(Extracted data entries)
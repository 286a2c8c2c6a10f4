//! [`IdentityDirectory`] over the Keycloak admin API.

use std::time::Duration;

use async_trait::async_trait;
use habsync_core::{ClientId, EntityKind, Error, Outcome, Result, UserId};
use habsync_reconciler::{
    ClientSpec, DirectoryRole, DirectoryUser, IdentityDirectory, NewDirectoryUser, UserFields,
};
use reqwest::{Method, header};
use tracing::{debug, info, warn};

use crate::client::{AdminClient, Credentials, Target};
use crate::representation::{ClientRepresentation, RoleRepresentation, UserRepresentation};

/// Users fetched per page.
const PAGE_SIZE: usize = 100;

const DEFAULT_TIMEOUT: Duration = Duration::from_secs(30);

/// Identity directory backed by one Keycloak realm.
#[derive(Debug)]
pub struct KeycloakDirectory {
    client: AdminClient,
}

impl KeycloakDirectory {
    /// # Errors
    ///
    /// Returns `InvalidInput` when the HTTP client cannot be built.
    pub fn new(credentials: Credentials) -> Result<Self> {
        Self::with_timeout(credentials, DEFAULT_TIMEOUT)
    }

    /// # Errors
    ///
    /// Returns `InvalidInput` when the HTTP client cannot be built.
    pub fn with_timeout(credentials: Credentials, timeout: Duration) -> Result<Self> {
        Ok(Self {
            client: AdminClient::new(credentials, timeout)?,
        })
    }

    async fn client_representation(&self, id: &ClientId, client_name: &str) -> Result<ClientRepresentation> {
        self.client
            .get_json(
                self.client.admin_url(&["clients", id.as_str()])?,
                &[],
                Target::new("get client", EntityKind::Client, client_name),
            )
            .await
    }

    async fn role(&self, client: &ClientId, name: &str) -> Result<RoleRepresentation> {
        self.client
            .get_json(
                self.client.admin_url(&["clients", client.as_str(), "roles", name])?,
                &[],
                Target::new("get role", EntityKind::Role, name),
            )
            .await
    }

    /// Id of the account already holding `email`, for conflict reports.
    async fn holder_of(&self, email: &str) -> Option<String> {
        let url = self.client.admin_url(&["users"]).ok()?;
        let found: Result<Vec<UserRepresentation>> = self
            .client
            .get_json(
                url,
                &[("email", email), ("exact", "true")],
                Target::new("find user", EntityKind::User, email),
            )
            .await;
        found.ok()?.into_iter().find_map(|u| u.id)
    }
}

/// Id Keycloak puts at the end of the `Location` header of a creation.
fn created_id(response: &reqwest::Response) -> Option<String> {
    response
        .headers()
        .get(header::LOCATION)?
        .to_str()
        .ok()?
        .rsplit('/')
        .next()
        .filter(|id| !id.is_empty())
        .map(str::to_string)
}

#[async_trait]
impl IdentityDirectory for KeycloakDirectory {
    async fn list_users(&self) -> Result<Vec<DirectoryUser>> {
        let url = self.client.admin_url(&["users"])?;
        let max = PAGE_SIZE.to_string();
        let mut users = Vec::new();
        let mut first = 0_usize;

        loop {
            let offset = first.to_string();
            let page: Vec<UserRepresentation> = self
                .client
                .get_json(
                    url.clone(),
                    &[
                        ("first", offset.as_str()),
                        ("max", max.as_str()),
                        ("briefRepresentation", "false"),
                    ],
                    Target::new("list users", EntityKind::User, "*"),
                )
                .await?;
            let fetched = page.len();
            users.extend(page.into_iter().filter_map(UserRepresentation::into_user));
            if fetched < PAGE_SIZE {
                break;
            }
            first = first.saturating_add(fetched);
        }

        debug!(count = users.len(), "listed keycloak users");
        Ok(users)
    }

    async fn create_user(&self, user: &NewDirectoryUser) -> Result<UserId> {
        let body = UserRepresentation::from(user);
        let result = self
            .client
            .call(
                Method::POST,
                self.client.admin_url(&["users"])?,
                &[],
                Some(&body),
                Target::new("create user", EntityKind::User, user.username.as_str()),
            )
            .await;

        let response = match result {
            Ok(response) => response,
            Err(Error::Conflict { kind, key, .. }) => {
                let existing_id = self.holder_of(&user.email).await;
                return Err(Error::conflict(kind, key, existing_id));
            }
            Err(e) => return Err(e),
        };

        match created_id(&response) {
            Some(id) => Ok(UserId::new(id)),
            None => {
                // No location header, look the account up.
                warn!(username = %user.username, "created user without location header");
                self.list_users()
                    .await?
                    .into_iter()
                    .find(|u| u.username == user.username)
                    .map(|u| u.id)
                    .ok_or_else(|| Error::not_found(EntityKind::User, user.username.as_str()))
            }
        }
    }

    async fn update_user(&self, id: &UserId, fields: &UserFields) -> Result<()> {
        self.client
            .call(
                Method::PUT,
                self.client.admin_url(&["users", id.as_str()])?,
                &[],
                Some(&UserRepresentation::from(fields)),
                Target::new("update user", EntityKind::User, id.as_str()),
            )
            .await
            .map(drop)
    }

    async fn set_enabled(&self, id: &UserId, enabled: bool) -> Result<()> {
        let body = UserRepresentation {
            enabled: Some(enabled),
            ..UserRepresentation::default()
        };
        self.client
            .call(
                Method::PUT,
                self.client.admin_url(&["users", id.as_str()])?,
                &[],
                Some(&body),
                Target::new("set user enabled", EntityKind::User, id.as_str()),
            )
            .await
            .map(drop)
    }

    async fn list_client_roles(&self, client: &ClientId) -> Result<Vec<DirectoryRole>> {
        let roles: Vec<RoleRepresentation> = self
            .client
            .get_json(
                self.client.admin_url(&["clients", client.as_str(), "roles"])?,
                &[],
                Target::new("list client roles", EntityKind::Client, client.as_str()),
            )
            .await?;
        Ok(roles.into_iter().map(|r| r.into_role(client)).collect())
    }

    async fn list_user_roles(&self, user: &UserId, client: &ClientId) -> Result<Vec<DirectoryRole>> {
        let roles: Vec<RoleRepresentation> = self
            .client
            .get_json(
                self.client.admin_url(&[
                    "users",
                    user.as_str(),
                    "role-mappings",
                    "clients",
                    client.as_str(),
                ])?,
                &[],
                Target::new("list user roles", EntityKind::User, user.as_str()),
            )
            .await?;
        Ok(roles.into_iter().map(|r| r.into_role(client)).collect())
    }

    async fn create_role(&self, client: &ClientId, name: &str) -> Result<()> {
        let result = self
            .client
            .call(
                Method::POST,
                self.client.admin_url(&["clients", client.as_str(), "roles"])?,
                &[],
                Some(&RoleRepresentation::named(name)),
                Target::new("create role", EntityKind::Role, name),
            )
            .await;
        match result {
            Ok(_) => Ok(()),
            Err(Error::Conflict { .. }) => Err(Error::duplicate_role(client.as_str(), name)),
            Err(Error::NotFound { .. }) => Err(Error::no_such_client(client.as_str())),
            Err(e) => Err(e),
        }
    }

    async fn grant_role(&self, user: &UserId, client: &ClientId, role: &str) -> Result<()> {
        let role = self.role(client, role).await?;
        self.client
            .call(
                Method::POST,
                self.client.admin_url(&[
                    "users",
                    user.as_str(),
                    "role-mappings",
                    "clients",
                    client.as_str(),
                ])?,
                &[],
                Some(&vec![role]),
                Target::new("grant role", EntityKind::User, user.as_str()),
            )
            .await
            .map(drop)
    }

    async fn revoke_role(&self, user: &UserId, client: &ClientId, role: &str) -> Result<()> {
        let role = self.role(client, role).await?;
        self.client
            .call(
                Method::DELETE,
                self.client.admin_url(&[
                    "users",
                    user.as_str(),
                    "role-mappings",
                    "clients",
                    client.as_str(),
                ])?,
                &[],
                Some(&vec![role]),
                Target::new("revoke role", EntityKind::User, user.as_str()),
            )
            .await
            .map(drop)
    }

    async fn resolve_client_id(&self, client_name: &str) -> Result<ClientId> {
        let clients: Vec<ClientRepresentation> = self
            .client
            .get_json(
                self.client.admin_url(&["clients"])?,
                &[("clientId", client_name)],
                Target::new("find client", EntityKind::Client, client_name),
            )
            .await?;
        clients
            .into_iter()
            .find(|c| c.client_id == client_name)
            .and_then(|c| c.id)
            .map(ClientId::new)
            .ok_or_else(|| Error::not_found(EntityKind::Client, client_name))
    }

    async fn save_client(&self, spec: &ClientSpec) -> Result<Outcome> {
        let target = Target::new("save client", EntityKind::Client, &spec.client_id);

        match self.resolve_client_id(&spec.client_id).await {
            Ok(id) => {
                let current = self.client_representation(&id, &spec.client_id).await?;
                let current_spec = current.to_spec();
                let wanted = spec.overlay(&current_spec);
                if wanted == current_spec {
                    debug!(client = %spec.client_id, "client already up to date");
                    return Ok(Outcome::Unchanged);
                }
                self.client
                    .call(
                        Method::PUT,
                        self.client.admin_url(&["clients", id.as_str()])?,
                        &[],
                        Some(&ClientRepresentation::from_spec(Some(id.to_string()), &wanted)),
                        target,
                    )
                    .await?;
                info!(client = %spec.client_id, "updated client");
                Ok(Outcome::Changed)
            }
            Err(Error::NotFound { .. }) => {
                self.client
                    .call(
                        Method::POST,
                        self.client.admin_url(&["clients"])?,
                        &[],
                        Some(&ClientRepresentation::from_spec(None, spec)),
                        target,
                    )
                    .await?;
                info!(client = %spec.client_id, "created client");
                Ok(Outcome::Changed)
            }
            Err(e) => Err(e),
        }
    }
}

## EXERCISE DETAILS
With the first line being the one containing "async fn holder_of(&self, email: &str)" and the last line the one containing "let offset = first.to_string();", transcribe exactly the lines above that fall in that range.

## EXERCISE ANSWER
    async fn holder_of(&self, email: &str) -> Option<String> {
        let url = self.client.admin_url(&["users"]).ok()?;
        let found: Result<Vec<UserRepresentation>> = self
            .client
            .get_json(
                url,
                &[("email", email), ("exact", "true")],
                Target::new("find user", EntityKind::User, email),
            )
            .await;
        found.ok()?.into_iter().find_map(|u| u.id)
    }
}

/// Id Keycloak puts at the end of the `Location` header of a creation.
fn created_id(response: &reqwest::Response) -> Option<String> {
    response
        .headers()
        .get(header::LOCATION)?
        .to_str()
        .ok()?
        .rsplit('/')
        .next()
        .filter(|id| !id.is_empty())
        .map(str::to_string)
}

#[async_trait]
impl IdentityDirectory for KeycloakDirectory {
    async fn list_users(&self) -> Result<Vec<DirectoryUser>> {
        let url = self.client.admin_url(&["users"])?;
        let max = PAGE_SIZE.to_string();
        let mut users = Vec::new();
        let mut first = 0_usize;

        loop {
            let offset = first.to_string();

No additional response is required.